Data records:
++++++++
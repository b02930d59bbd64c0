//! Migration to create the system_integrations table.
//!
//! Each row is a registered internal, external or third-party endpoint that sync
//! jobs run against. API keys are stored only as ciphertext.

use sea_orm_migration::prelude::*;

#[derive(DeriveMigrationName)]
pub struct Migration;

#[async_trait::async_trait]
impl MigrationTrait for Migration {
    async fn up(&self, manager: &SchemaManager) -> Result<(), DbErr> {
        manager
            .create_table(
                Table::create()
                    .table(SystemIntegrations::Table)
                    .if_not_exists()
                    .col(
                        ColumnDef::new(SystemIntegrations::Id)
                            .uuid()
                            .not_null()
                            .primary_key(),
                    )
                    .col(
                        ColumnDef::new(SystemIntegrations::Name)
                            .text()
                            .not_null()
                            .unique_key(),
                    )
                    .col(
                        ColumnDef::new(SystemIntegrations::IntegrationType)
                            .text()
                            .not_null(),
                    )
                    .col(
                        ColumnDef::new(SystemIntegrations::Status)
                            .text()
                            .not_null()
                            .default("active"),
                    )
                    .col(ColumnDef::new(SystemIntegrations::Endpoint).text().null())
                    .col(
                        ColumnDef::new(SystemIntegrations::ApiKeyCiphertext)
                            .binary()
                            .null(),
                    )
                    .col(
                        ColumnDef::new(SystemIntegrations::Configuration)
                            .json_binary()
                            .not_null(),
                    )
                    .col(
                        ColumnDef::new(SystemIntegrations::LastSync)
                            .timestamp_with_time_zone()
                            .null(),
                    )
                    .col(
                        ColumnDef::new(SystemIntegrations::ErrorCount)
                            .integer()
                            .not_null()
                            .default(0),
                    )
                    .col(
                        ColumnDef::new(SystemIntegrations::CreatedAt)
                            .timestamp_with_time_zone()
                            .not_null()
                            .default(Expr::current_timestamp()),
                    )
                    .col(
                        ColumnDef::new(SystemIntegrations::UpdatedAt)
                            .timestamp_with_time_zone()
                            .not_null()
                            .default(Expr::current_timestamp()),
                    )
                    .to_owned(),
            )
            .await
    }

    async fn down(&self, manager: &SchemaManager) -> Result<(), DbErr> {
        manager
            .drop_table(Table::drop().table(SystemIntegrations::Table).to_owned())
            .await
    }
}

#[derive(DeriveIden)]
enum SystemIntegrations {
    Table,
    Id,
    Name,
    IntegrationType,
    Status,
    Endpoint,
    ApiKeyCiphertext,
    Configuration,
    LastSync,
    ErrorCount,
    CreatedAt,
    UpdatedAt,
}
++++++++
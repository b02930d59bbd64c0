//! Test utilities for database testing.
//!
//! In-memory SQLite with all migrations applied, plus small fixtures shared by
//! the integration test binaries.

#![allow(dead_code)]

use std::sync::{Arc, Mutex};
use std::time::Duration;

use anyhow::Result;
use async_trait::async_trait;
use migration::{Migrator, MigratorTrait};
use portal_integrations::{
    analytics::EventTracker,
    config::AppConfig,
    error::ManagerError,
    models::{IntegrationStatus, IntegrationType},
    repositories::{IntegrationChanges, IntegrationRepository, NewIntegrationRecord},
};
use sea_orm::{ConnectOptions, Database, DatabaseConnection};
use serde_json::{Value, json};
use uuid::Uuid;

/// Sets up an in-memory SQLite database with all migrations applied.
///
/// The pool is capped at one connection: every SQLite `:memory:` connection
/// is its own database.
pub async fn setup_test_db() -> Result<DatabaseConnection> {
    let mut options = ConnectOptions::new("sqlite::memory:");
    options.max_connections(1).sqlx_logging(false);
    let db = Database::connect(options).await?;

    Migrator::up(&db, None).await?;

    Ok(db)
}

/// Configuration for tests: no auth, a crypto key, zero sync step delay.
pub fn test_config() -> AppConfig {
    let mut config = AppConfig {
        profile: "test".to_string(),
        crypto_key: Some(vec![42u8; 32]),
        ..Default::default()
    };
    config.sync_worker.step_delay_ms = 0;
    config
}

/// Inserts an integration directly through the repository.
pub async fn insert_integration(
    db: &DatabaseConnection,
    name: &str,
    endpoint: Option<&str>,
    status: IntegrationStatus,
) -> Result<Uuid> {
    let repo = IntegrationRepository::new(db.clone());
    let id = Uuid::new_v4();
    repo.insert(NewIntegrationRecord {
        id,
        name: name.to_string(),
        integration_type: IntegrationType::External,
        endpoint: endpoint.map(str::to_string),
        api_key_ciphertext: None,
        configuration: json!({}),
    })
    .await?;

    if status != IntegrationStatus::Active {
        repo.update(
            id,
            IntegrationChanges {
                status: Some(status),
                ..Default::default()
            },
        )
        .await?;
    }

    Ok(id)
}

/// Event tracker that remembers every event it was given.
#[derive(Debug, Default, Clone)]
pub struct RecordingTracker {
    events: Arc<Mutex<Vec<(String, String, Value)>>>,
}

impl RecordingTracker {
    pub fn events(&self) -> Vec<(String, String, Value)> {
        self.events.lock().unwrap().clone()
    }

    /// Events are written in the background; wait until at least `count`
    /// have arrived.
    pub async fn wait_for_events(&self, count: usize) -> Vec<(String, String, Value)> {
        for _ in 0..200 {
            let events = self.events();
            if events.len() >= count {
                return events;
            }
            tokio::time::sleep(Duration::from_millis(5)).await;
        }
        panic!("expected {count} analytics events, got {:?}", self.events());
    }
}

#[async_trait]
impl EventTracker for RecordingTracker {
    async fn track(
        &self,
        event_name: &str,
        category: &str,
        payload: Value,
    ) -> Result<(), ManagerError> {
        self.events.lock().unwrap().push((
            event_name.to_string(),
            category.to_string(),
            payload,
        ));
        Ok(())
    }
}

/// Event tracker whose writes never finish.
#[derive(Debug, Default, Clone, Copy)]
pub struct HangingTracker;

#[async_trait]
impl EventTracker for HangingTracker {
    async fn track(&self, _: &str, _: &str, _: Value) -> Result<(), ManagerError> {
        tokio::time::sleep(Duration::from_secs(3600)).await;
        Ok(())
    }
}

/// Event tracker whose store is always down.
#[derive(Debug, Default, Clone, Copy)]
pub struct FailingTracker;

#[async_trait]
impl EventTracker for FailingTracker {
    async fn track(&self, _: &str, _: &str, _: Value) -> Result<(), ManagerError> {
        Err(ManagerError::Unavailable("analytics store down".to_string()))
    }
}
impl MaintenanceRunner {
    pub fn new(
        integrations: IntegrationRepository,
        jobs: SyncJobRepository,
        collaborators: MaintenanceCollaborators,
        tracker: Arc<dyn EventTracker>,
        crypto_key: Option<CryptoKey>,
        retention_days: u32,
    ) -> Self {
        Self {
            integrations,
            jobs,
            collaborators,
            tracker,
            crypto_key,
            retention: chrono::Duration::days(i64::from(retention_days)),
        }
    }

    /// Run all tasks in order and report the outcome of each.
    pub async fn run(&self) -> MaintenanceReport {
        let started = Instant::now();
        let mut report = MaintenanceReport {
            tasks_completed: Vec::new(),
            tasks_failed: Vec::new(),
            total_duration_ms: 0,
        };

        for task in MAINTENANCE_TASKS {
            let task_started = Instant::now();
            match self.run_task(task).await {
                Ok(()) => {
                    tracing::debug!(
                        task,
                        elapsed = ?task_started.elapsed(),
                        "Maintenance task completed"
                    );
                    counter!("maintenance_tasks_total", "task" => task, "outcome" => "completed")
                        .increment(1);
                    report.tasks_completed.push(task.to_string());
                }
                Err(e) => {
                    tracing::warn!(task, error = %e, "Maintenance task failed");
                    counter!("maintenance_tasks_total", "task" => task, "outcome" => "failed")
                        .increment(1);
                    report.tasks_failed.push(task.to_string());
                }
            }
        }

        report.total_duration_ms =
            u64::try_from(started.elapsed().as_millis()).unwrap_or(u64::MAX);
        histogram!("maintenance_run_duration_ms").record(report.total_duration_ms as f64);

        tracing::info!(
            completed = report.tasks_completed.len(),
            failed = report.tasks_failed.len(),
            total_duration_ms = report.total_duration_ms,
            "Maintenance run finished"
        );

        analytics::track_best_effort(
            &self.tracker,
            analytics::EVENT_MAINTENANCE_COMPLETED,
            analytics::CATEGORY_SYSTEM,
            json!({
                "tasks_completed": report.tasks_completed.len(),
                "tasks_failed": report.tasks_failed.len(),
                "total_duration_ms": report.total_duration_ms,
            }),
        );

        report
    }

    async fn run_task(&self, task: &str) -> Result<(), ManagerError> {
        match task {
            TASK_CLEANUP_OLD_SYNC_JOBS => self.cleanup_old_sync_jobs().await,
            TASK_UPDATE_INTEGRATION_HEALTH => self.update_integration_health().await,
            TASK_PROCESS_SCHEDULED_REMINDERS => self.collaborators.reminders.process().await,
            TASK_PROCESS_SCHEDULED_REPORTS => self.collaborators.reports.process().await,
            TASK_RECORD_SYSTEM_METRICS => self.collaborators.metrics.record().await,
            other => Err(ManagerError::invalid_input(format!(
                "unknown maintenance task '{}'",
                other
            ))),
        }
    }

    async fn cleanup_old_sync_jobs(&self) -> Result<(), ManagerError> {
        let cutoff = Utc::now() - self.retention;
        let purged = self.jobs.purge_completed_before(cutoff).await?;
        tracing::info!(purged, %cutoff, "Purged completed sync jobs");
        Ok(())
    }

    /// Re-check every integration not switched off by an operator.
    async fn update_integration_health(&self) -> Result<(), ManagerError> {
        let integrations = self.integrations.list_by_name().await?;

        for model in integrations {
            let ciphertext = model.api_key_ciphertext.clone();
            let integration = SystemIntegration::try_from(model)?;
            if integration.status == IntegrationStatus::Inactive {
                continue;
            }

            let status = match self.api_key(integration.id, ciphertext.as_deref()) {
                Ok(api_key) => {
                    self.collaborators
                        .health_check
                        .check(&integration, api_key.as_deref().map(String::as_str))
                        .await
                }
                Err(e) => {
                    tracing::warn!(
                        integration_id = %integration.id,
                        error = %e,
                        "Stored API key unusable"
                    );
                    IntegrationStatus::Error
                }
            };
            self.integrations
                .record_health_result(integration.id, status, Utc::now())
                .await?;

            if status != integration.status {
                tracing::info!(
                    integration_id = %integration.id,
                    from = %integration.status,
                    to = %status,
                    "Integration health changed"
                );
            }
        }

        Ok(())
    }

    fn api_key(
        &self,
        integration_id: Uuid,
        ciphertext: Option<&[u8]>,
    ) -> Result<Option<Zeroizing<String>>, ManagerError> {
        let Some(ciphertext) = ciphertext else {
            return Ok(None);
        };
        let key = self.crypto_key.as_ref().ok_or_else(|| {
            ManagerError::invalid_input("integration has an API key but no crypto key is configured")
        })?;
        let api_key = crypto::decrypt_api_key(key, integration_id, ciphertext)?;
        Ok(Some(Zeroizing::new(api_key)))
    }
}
++++++++
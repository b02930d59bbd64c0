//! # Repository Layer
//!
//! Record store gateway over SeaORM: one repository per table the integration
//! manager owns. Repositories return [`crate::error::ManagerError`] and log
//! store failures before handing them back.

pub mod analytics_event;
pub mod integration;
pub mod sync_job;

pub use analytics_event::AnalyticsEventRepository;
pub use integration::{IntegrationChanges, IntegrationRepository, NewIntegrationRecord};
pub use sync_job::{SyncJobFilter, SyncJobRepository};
++++++++
Brief: How many lines in the entries above hold the string "derive"? Answer with the number and nothing more.

Result of this exercise: 5